Today I had a patient who came up from the ED on a heparin gtt. When the patient arrived to the floor, I noticed the orders stated that her initial infusion rate per her weight should be more than what it was. I wanted to clarify with the MDs whether they wanted it changed. I looked on my computer which usually identifies the names of the attending followed by the name of the intern underneath. If it is a teaching patient, we go to the interns first. So I found that name, and was going to page him but I saw a young guy in a white coat walking through my patient's door. I said "Are you doctor (last name)?" and he nodded and said "I'm (first name)." I asked him the questions and he stated to increase the heparin gtt rate and draw the PTT 6 hours from when it was started in the ED. Later, the PTT was critically high and protocol was followed, and I paged the attending when this intern never paged back who confirmed how we should proceed. Then the attending told my this guy was a sub-intern and to page the covering hospitalist overnight for any concerns.

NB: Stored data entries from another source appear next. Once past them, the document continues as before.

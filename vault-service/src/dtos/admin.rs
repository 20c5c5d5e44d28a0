use chrono::{DateTime, Utc};
use serde::Deserialize;
use utoipa::{IntoParams, ToSchema};
use uuid::Uuid;
use validator::Validate;

use crate::models::{AuditAction, Role};
use crate::services::identity::NewGovernmentPrincipal;
use crate::services::organizations::NewOrganization;
use crate::services::AuditFilter;
use crate::utils::Password;

pub const DEFAULT_AUDIT_LIMIT: i64 = 100;
pub const DEFAULT_PRINCIPAL_LIMIT: i64 = 100;

#[derive(Debug, Deserialize, IntoParams)]
#[serde(rename_all = "camelCase")]
#[into_params(parameter_in = Query)]
pub struct AuditQuery {
    pub actor_id: Option<Uuid>,
    #[param(value_type = Option<String>, example = "DOCUMENT_VERIFIED")]
    pub action: Option<AuditAction>,
    /// Inclusive lower bound (RFC 3339).
    pub from: Option<DateTime<Utc>>,
    /// Inclusive upper bound (RFC 3339).
    pub to: Option<DateTime<Utc>>,
    /// Defaults to 100, capped at 500.
    pub limit: Option<i64>,
}

impl From<AuditQuery> for AuditFilter {
    fn from(q: AuditQuery) -> Self {
        AuditFilter {
            actor_id: q.actor_id,
            action: q.action,
            from: q.from,
            to: q.to,
            limit: q.limit.unwrap_or(DEFAULT_AUDIT_LIMIT),
        }
    }
}

#[derive(Debug, Deserialize, IntoParams)]
#[into_params(parameter_in = Query)]
pub struct ListQuery {
    pub limit: Option<i64>,
}

#[derive(Debug, Deserialize, Validate, ToSchema)]
#[serde(rename_all = "camelCase")]
pub struct CreateOrganizationRequest {
    #[validate(length(min = 1, max = 200, message = "Name is required"))]
    #[schema(example = "National Civil Registration Authority")]
    pub name: String,

    #[serde(rename = "type")]
    #[validate(length(min = 1, max = 100, message = "Organization type is required"))]
    #[schema(example = "registry")]
    pub org_type: String,

    #[validate(length(min = 2, max = 32, message = "Code must be 2 to 32 characters"))]
    #[schema(example = "NCRA")]
    pub code: String,

    #[serde(default = "default_tier")]
    #[validate(range(min = 1, max = 10, message = "Tier must be between 1 and 10"))]
    #[schema(example = 1)]
    pub tier: i32,

    /// Document types this organization may verify or issue. Empty means all.
    #[serde(default)]
    #[schema(example = json!(["Birth Certificate", "Death Certificate"]))]
    pub routing_tags: Vec<String>,
}

fn default_tier() -> i32 {
    1
}

impl From<CreateOrganizationRequest> for NewOrganization {
    fn from(req: CreateOrganizationRequest) -> Self {
        NewOrganization {
            name: req.name,
            org_type: req.org_type,
            code: req.code,
            tier: req.tier,
            routing_tags: req.routing_tags,
        }
    }
}

#[derive(Debug, Deserialize, Validate, ToSchema)]
#[serde(rename_all = "camelCase")]
pub struct CreateUserRequest {
    #[validate(email(message = "Invalid email format"))]
    #[schema(example = "officer@ncra.gov")]
    pub email: String,

    #[validate(length(min = 8, message = "Password must be at least 8 characters"))]
    #[schema(example = "password123", min_length = 8)]
    pub password: String,

    #[validate(length(min = 1, max = 32, message = "Telephone is required"))]
    #[schema(example = "+23276111111")]
    pub telephone: String,

    #[schema(example = "gov_official")]
    pub role: Role,

    pub organization_id: Option<Uuid>,
}

impl From<CreateUserRequest> for NewGovernmentPrincipal {
    fn from(req: CreateUserRequest) -> Self {
        NewGovernmentPrincipal {
            email: req.email,
            password: Password::new(req.password),
            telephone: req.telephone,
            role: req.role,
            organization_id: req.organization_id,
        }
    }
}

At the change of shift, I find out (Duh) that you're not supposed to change the initial infusion rate of a heparin gtt until 6 hours and the PTT is drawn, even if the initial rate differs from the new order for a standard weight based gtt. And then it suddenly dawned on me that a "subintern" probably isn't an intern at all - but a medical student.
So now I can't sleep, I'm sitting up thinking about what is going to happen to this patient whose elevated PTT might have been the result of an order by a medical student who I believe didn't correctly identify himself, carried through by me. I'm trying to figure out what to do about this.